Items from a data source
^^^^^^^^

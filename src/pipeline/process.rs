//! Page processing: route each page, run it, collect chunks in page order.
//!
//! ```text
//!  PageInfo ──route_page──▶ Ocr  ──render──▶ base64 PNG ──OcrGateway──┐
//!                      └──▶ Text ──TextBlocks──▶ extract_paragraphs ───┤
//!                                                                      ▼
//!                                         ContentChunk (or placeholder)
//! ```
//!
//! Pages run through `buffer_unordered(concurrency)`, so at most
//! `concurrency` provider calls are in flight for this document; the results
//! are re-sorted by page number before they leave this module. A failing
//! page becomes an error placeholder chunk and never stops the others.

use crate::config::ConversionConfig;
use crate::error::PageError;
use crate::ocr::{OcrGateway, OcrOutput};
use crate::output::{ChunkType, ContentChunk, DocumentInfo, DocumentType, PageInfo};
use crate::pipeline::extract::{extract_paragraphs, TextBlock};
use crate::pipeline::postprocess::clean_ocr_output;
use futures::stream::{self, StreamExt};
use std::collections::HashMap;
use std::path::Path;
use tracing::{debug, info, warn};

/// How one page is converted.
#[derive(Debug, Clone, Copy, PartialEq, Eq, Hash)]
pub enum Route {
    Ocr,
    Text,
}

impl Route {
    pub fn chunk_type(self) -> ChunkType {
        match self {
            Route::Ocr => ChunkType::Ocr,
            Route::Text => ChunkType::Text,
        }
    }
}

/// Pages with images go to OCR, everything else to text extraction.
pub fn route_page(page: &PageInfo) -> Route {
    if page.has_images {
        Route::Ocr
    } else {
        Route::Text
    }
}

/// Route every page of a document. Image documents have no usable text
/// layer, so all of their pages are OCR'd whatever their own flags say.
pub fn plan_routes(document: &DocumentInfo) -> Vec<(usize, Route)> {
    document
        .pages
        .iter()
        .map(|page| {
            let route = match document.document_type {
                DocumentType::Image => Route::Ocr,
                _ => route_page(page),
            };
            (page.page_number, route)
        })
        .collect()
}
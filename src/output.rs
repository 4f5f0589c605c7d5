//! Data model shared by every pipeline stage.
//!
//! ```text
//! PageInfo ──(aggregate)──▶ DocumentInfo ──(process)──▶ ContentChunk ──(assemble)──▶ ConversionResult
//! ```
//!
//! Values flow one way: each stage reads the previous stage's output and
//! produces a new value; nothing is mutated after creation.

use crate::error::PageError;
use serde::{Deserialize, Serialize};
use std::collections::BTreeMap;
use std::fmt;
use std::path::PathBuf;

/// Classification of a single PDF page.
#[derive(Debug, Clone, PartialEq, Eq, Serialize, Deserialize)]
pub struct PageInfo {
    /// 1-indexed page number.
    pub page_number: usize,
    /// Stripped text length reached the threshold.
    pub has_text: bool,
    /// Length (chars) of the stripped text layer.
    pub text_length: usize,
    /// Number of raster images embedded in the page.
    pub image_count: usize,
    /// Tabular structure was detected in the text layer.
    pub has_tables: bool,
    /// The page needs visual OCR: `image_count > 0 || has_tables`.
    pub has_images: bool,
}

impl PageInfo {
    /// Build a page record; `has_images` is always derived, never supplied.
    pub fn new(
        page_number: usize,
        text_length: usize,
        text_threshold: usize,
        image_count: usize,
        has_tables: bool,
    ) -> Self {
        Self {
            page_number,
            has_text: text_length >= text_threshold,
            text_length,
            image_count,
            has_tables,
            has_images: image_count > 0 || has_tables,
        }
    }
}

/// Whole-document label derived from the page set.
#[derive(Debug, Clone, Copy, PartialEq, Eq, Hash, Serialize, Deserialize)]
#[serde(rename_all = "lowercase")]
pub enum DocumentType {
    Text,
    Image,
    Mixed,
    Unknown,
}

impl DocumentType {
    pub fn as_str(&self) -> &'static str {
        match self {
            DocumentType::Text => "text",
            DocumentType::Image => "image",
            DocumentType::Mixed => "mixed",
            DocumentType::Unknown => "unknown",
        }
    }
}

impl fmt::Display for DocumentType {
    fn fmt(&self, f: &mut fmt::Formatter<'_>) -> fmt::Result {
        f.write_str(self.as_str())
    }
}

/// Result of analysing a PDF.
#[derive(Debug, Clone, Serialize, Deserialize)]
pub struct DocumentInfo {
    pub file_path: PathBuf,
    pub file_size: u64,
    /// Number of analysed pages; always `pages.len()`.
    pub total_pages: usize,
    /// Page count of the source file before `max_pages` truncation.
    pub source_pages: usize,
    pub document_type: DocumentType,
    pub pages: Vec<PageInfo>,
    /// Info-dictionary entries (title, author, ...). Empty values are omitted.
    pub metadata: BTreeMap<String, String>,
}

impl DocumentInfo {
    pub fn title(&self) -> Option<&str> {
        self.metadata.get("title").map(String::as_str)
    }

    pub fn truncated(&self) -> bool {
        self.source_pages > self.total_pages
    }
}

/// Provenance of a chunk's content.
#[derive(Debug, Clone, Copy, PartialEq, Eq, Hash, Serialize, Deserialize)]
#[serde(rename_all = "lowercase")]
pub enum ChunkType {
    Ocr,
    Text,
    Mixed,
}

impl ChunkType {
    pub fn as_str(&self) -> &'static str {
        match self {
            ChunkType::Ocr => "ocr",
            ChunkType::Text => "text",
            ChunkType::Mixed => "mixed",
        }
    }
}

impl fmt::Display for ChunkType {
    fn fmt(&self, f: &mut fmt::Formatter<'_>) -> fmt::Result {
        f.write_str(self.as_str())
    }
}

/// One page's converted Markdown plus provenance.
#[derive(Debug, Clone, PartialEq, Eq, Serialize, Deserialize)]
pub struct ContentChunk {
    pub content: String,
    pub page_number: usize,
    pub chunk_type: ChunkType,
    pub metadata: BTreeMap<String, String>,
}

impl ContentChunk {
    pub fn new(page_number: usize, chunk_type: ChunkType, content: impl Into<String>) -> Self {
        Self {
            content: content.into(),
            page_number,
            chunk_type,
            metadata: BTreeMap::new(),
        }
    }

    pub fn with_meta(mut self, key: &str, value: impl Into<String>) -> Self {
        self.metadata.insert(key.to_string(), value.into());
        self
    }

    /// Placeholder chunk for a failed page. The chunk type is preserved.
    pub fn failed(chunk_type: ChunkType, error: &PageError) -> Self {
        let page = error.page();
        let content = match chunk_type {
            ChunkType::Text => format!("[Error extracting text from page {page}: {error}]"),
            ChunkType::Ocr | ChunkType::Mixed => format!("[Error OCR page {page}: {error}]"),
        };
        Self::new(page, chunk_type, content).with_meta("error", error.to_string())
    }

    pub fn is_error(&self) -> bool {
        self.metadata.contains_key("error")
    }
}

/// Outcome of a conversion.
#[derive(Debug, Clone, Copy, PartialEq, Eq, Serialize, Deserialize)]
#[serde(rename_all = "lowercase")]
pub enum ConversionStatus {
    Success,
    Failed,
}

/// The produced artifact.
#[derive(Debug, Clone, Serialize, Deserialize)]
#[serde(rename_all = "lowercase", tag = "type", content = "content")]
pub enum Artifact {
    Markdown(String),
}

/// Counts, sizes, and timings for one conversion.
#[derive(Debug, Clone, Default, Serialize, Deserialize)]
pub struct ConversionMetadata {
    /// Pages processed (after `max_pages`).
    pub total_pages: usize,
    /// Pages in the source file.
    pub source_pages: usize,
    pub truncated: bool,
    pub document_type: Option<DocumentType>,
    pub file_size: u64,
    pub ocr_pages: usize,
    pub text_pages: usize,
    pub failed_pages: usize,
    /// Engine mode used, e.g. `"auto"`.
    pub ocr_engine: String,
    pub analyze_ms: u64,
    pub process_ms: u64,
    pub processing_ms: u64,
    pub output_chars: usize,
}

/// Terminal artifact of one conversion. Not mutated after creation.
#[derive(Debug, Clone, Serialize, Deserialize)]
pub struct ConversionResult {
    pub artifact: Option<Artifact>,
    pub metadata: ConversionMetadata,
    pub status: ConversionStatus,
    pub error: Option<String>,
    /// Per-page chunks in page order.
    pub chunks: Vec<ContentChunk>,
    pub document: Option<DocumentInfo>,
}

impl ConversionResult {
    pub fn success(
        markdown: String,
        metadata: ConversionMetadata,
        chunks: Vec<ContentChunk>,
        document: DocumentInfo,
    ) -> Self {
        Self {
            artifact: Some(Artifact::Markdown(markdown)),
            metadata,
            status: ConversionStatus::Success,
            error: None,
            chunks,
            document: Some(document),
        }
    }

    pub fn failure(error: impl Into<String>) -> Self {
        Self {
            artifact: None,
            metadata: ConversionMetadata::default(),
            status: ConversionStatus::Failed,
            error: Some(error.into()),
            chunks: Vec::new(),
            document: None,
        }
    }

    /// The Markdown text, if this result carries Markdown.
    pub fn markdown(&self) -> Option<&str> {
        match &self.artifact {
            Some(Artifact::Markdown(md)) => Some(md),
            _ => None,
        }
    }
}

^^^^^^^^

YOUR TASK — Exactly as they appear, retype the lines from the start of the records through the line containing "use std::path::Path;".

ANSWER SECTION —
filename src/pipeline/process.rs
//! Page processing: route each page, run it, collect chunks in page order.
//!
//! ```text
//!  PageInfo ──route_page──▶ Ocr  ──render──▶ base64 PNG ──OcrGateway──┐
//!                      └──▶ Text ──TextBlocks──▶ extract_paragraphs ───┤
//!                                                                      ▼
//!                                         ContentChunk (or placeholder)
//! ```
//!
//! Pages run through `buffer_unordered(concurrency)`, so at most
//! `concurrency` provider calls are in flight for this document; the results
//! are re-sorted by page number before they leave this module. A failing
//! page becomes an error placeholder chunk and never stops the others.

use crate::config::ConversionConfig;
use crate::error::PageError;
use crate::ocr::{OcrGateway, OcrOutput};
use crate::output::{ChunkType, ContentChunk, DocumentInfo, DocumentType, PageInfo};
use crate::pipeline::extract::{extract_paragraphs, TextBlock};
use crate::pipeline::postprocess::clean_ocr_output;
use futures::stream::{self, StreamExt};
use std::collections::HashMap;
use std::path::Path;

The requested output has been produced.